Sure, 6% of 7% is around .5%, so in itself not a huge driver, but add up the 
other unsupported Android versions and those of all other mobile devices and 
this will become more meaningful.

Under your proposal, how would you see mobile device manufacturers as well as 
OS and browser vendors supporting the requirement to keep updating root stores 
even after the end of support?

Doug

> -----Original Message-----
> From: dev-security-policy [mailto:dev-security-policy-
> bounces+doug.beattie=globalsign....@lists.mozilla.org] On Behalf Of Ryan
> Sleevi via dev-security-policy
> Sent: Tuesday, May 16, 2017 7:48 AM
> To: Peter Gutmann <pgut...@cs.auckland.ac.nz>
> Cc: Nick Lamb <tialara...@gmail.com>; MozPol <mozilla-dev-security-
> pol...@lists.mozilla.org>; Alex Gaynor <agay...@mozilla.com>; Cory Benfield
> <c...@lukasa.co.uk>; Ryan Sleevi <r...@sleevi.com>; Gervase Markham
> <g...@mozilla.org>
> Subject: Re: [FORGED] Re: Configuring Graduated Trust for Non-Browser
> Consumption
> 
> On Tue, May 16, 2017 at 7:19 AM, Peter Gutmann
> <pgut...@cs.auckland.ac.nz>
> wrote:
> 
> > Ryan Sleevi <r...@sleevi.com> writes:
> >
> > >Mozilla updates every six to eight weeks.

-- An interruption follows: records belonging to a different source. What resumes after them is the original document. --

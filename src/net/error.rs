//! Failure taxonomy for backend calls.
//!
//! ERROR HANDLING
//! ==============
//! Every HTTP failure is classified once, here, from its status and body.
//! Pages only ever ask an error for its display text and how long to show it.

#[cfg(test)]
#[path = "error_test.rs"]
mod error_test;

use super::types::ErrorBody;

/// Display time for ordinary failure notices.
pub const ERROR_NOTICE_MS: u32 = 5_000;
/// Display time for overlap conflicts; the backend message is usually long.
pub const CONFLICT_NOTICE_MS: u32 = 8_000;

const INVALID_CREDENTIALS: &str = "Invalid email or password";
const CONFLICT_FALLBACK: &str = "You already have an active subscription";

#[derive(Clone, Debug, PartialEq, Eq, thiserror::Error)]
pub enum ApiError {
    /// 401 from `/login`.
    #[error("invalid credentials")]
    InvalidCredentials,
    /// 409, typically an overlapping subscription.
    #[error("conflict: {0}")]
    Conflict(String),
    /// Any other non-2xx status.
    #[error("request failed with status {status}")]
    Rejected { status: u16, message: Option<String> },
    /// The request never produced a response.
    #[error("network error: {0}")]
    Network(String),
    /// A 2xx response whose body did not match the expected shape.
    #[error("malformed response: {0}")]
    Malformed(String),
    /// No HTTP transport in this build (non-browser target).
    #[error("backend not available in this build")]
    Unavailable,
}

impl ApiError {
    /// Classify a non-2xx response.
    #[must_use]
    pub fn from_response(status: u16, body: &str) -> Self {
        let message = serde_json::from_str::<ErrorBody>(body)
            .ok()
            .and_then(ErrorBody::into_text);
        if status == 409 {
            return Self::Conflict(message.unwrap_or_else(|| CONFLICT_FALLBACK.to_owned()));
        }
        Self::Rejected { status, message }
    }

    /// Text to show the user. `fallback` is used when the failure carries no
    /// backend-provided message.
    #[must_use]
    pub fn user_message(&self, fallback: &str) -> String {
        match self {
            Self::InvalidCredentials => INVALID_CREDENTIALS.to_owned(),
            Self::Conflict(message) | Self::Rejected { message: Some(message), .. } => message.clone(),
            Self::Rejected { message: None, .. } | Self::Network(_) | Self::Malformed(_) | Self::Unavailable => {
                fallback.to_owned()
            }
        }
    }

    /// Reinterpret a failure from `POST /login`: only there does a 401 mean
    /// the email or password was wrong.
    #[must_use]
    pub fn for_login(self) -> Self {
        match self {
            Self::Rejected { status: 401, .. } => Self::InvalidCredentials,
            other => other,
        }
    }

    /// How long a notice for this error stays on screen.
    #[must_use]
    pub fn notice_ms(&self) -> u32 {
        if matches!(self, Self::Conflict(_)) { CONFLICT_NOTICE_MS } else { ERROR_NOTICE_MS }
    }
}
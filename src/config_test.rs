use super::*;

#[test]
fn new_strips_trailing_slash() {
    let config = ApiConfig::new("https://portal.example.com/");
    assert_eq!(config.base_url(), "https://portal.example.com");
    assert_eq!(config.login_url(), "https://portal.example.com/login");
}

#[test]
fn blank_url_uses_default() {
    assert_eq!(ApiConfig::new("   ").base_url(), DEFAULT_API_URL);
}

#[test]
fn endpoints_derive_from_base() {
    let config = ApiConfig::new("http://api.test");
    assert_eq!(config.register_url(), "http://api.test/register");
    assert_eq!(config.plans_url(), "http://api.test/plans");
    assert_eq!(config.users_url(), "http://api.test/users");
    assert_eq!(config.dashboard_url(), "http://api.test/dashboard");
    assert_eq!(config.subscriptions_url(), "http://api.test/subscriptions");
    assert_eq!(config.user_subscriptions_url(12), "http://api.test/subscriptions/12");
    assert_eq!(config.subscription_url(99), "http://api.test/subscriptions/99");
}

#[test]
fn endpoint_accepts_leading_slash() {
    let config = ApiConfig::new("http://api.test");
    assert_eq!(config.endpoint("/plans"), "http://api.test/plans");
}
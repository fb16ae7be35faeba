//! Backend location and endpoint paths.
//!
//! The base URL is baked in at build time from `PORTAL_API_URL`; every
//! endpoint is derived from it so the app can be pointed at another backend
//! without touching call sites.

#[cfg(test)]
#[path = "config_test.rs"]
mod config_test;

/// Backend used when `PORTAL_API_URL` is unset at build time.
pub const DEFAULT_API_URL: &str = "http://localhost:5000";

#[derive(Clone, Debug, PartialEq, Eq)]
pub struct ApiConfig {
    base_url: String,
}

impl ApiConfig {
    /// Build a config for `base_url`, dropping trailing slashes.
    #[must_use]
    pub fn new(base_url: &str) -> Self {
        let trimmed = base_url.trim().trim_end_matches('/');
        let base_url = if trimmed.is_empty() { DEFAULT_API_URL } else { trimmed };
        Self { base_url: base_url.to_owned() }
    }

    /// Load from the build-time `PORTAL_API_URL`, falling back to
    /// [`DEFAULT_API_URL`].
    #[must_use]
    pub fn from_env() -> Self {
        Self::new(option_env!("PORTAL_API_URL").unwrap_or(DEFAULT_API_URL))
    }

    #[must_use]
    pub fn base_url(&self) -> &str {
        &self.base_url
    }

    /// Absolute URL for `path` (with or without a leading slash).
    #[must_use]
    pub fn endpoint(&self, path: &str) -> String {
        format!("{}/{}", self.base_url, path.trim_start_matches('/'))
    }

    #[must_use]
    pub fn login_url(&self) -> String {
        self.endpoint("login")
    }

    #[must_use]
    pub fn register_url(&self) -> String {
        self.endpoint("register")
    }

    #[must_use]
    pub fn plans_url(&self) -> String {
        self.endpoint("plans")
    }

    #[must_use]
    pub fn users_url(&self) -> String {
        self.endpoint("users")
    }

    #[must_use]
    pub fn dashboard_url(&self) -> String {
        self.endpoint("dashboard")
    }

    #[must_use]
    pub fn subscriptions_url(&self) -> String {
        self.endpoint("subscriptions")
    }

    /// `GET` target listing one user's subscriptions.
    #[must_use]
    pub fn user_subscriptions_url(&self, user_id: i64) -> String {
        self.endpoint(&format!("subscriptions/{user_id}"))
    }

    /// `DELETE` target for a single subscription.
    #[must_use]
    pub fn subscription_url(&self, subscription_id: i64) -> String {
        self.endpoint(&format!("subscriptions/{subscription_id}"))
    }
}

impl Default for ApiConfig {
    fn default() -> Self {
        Self::from_env()
    }
}
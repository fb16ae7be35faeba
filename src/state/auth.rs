//! Auth-session state for the current browser user.
//!
//! SYSTEM CONTEXT
//! ==============
//! Mirrors the session store into a reactive signal. It is seeded from the
//! store at startup and then only changes through session events, so route
//! guards and the navigation bar never read storage directly.

#[cfg(test)]
#[path = "auth_test.rs"]
mod auth_test;

use crate::net::types::User;
use crate::session::Session;
use crate::session::events::SessionEvent;

#[derive(Clone, Debug, Default, PartialEq)]
pub struct AuthState {
    pub user: Option<User>,
}

impl AuthState {
    #[must_use]
    pub fn from_session(session: &Session) -> Self {
        Self { user: session.current_user() }
    }

    pub fn apply(&mut self, event: &SessionEvent) {
        match event {
            SessionEvent::LoggedIn(user) => self.user = Some(user.clone()),
            SessionEvent::LoggedOut => self.user = None,
        }
    }

    #[must_use]
    pub fn is_authenticated(&self) -> bool {
        self.user.is_some()
    }

    /// Name shown in the navigation bar.
    #[must_use]
    pub fn display_name(&self) -> Option<&str> {
        self.user.as_ref().map(|user| user.name.as_str())
    }
}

And that works. That's all
> > >that matters for this discussion.
> >
> > Do all the world's CAs know this?
> 
> 
> Does that matter, if all participants in Mozilla's Root Program _could_ know
> this?
> 
> I can't help but feel you're raising concerns that aren't relevant. Perhaps I
> didn't explain sufficiently why even if a client takes a single copy of the
> Mozilla root store and *never updates after that*, things could still work for
> 20+ years for those clients, and with reduced risk for Mozilla users. I feel 
> like
> if that point had been clearer, perhaps you would understand why it could fly.
> 
> Perhaps you're confused and think the roots themselves have 5 year validity
> (e.g. notBefore to notAfter). That's also not what I said - I said bound the 
> time
> for inclusion of that root in Mozilla products. They're very different things,
> you see, and the latter doesn't prescribe the validity period of the root -
> precisely so it can support such broken 'legacy' cases without requiring too
> much of the world to adopt modern security practices.
> 
> That said, Mozilla's mission to ensure the Internet is a global public 
> resource
> that is safe would, among other things, entitle them to push this particular
> vision, since it would help make users safe. However, I merely proposed a
> smaller step in that.
> 
> Perhaps you could re-read the proposal with a fresh perspective, as I hope it
> might become clearer how it could address many of these issues. As it relates
> to the topic at hand, by limiting the lifetime of the roots themselves, it
> reduces the risk/need to impose additional contraints - there are fewer legacy
> roots, they're bounded in validity period, and things move onward towards
> distrust much easier. That does seem a net-positive for the ecosystem.